[Dataset entries]
═══
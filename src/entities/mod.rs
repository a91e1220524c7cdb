//! Entity definitions for the six supplier master-data tables.
//!
//! Audit stamping lives here as a single interception point: every
//! ActiveModel gets its `before_save` hook from [`impl_audit_stamping`],
//! so `created_at`/`updated_at` are maintained on the commit path and
//! callers cannot bypass them.

pub mod supplier;
pub mod supplier_address;
pub mod supplier_category;
pub mod supplier_contact;
pub mod supplier_document;
pub mod supplier_rating;

/// Implements `ActiveModelBehavior` with audit-field stamping for an
/// entity module's `ActiveModel`.
///
/// On insert both timestamps are set from one `Utc::now()` reading, so a
/// freshly created row always satisfies `created_at == updated_at`. On
/// update only `updated_at` moves.
macro_rules! impl_audit_stamping {
    () => {
        #[async_trait::async_trait]
        impl sea_orm::ActiveModelBehavior for ActiveModel {
            async fn before_save<C>(
                mut self,
                _db: &C,
                insert: bool,
            ) -> Result<Self, sea_orm::DbErr>
            where
                C: sea_orm::ConnectionTrait,
            {
                let now = chrono::Utc::now();
                if insert {
                    self.created_at = sea_orm::ActiveValue::Set(now);
                }
                self.updated_at = sea_orm::ActiveValue::Set(now);
                Ok(self)
            }
        }
    };
}

pub(crate) use impl_audit_stamping;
═══
__Assignment__: Transcribe the records in full, word for word.

__Answer section__:
filename src/entities/mod.rs
repository a91e1220524c7cdb
//! Entity definitions for the six supplier master-data tables.
//!
//! Audit stamping lives here as a single interception point: every
//! ActiveModel gets its `before_save` hook from [`impl_audit_stamping`],
//! so `created_at`/`updated_at` are maintained on the commit path and
//! callers cannot bypass them.

pub mod supplier;
pub mod supplier_address;
pub mod supplier_category;
pub mod supplier_contact;
pub mod supplier_document;
pub mod supplier_rating;

/// Implements `ActiveModelBehavior` with audit-field stamping for an
/// entity module's `ActiveModel`.
///
/// On insert both timestamps are set from one `Utc::now()` reading, so a
/// freshly created row always satisfies `created_at == updated_at`. On
/// update only `updated_at` moves.
macro_rules! impl_audit_stamping {
    () => {
        #[async_trait::async_trait]
        impl sea_orm::ActiveModelBehavior for ActiveModel {
            async fn before_save<C>(
                mut self,
                _db: &C,
                insert: bool,
            ) -> Result<Self, sea_orm::DbErr>
            where
                C: sea_orm::ConnectionTrait,
            {
                let now = chrono::Utc::now();
                if insert {
                    self.created_at = sea_orm::ActiveValue::Set(now);
                }
                self.updated_at = sea_orm::ActiveValue::Set(now);
                Ok(self)
            }
        }
    };
}

pub(crate) use impl_audit_stamping;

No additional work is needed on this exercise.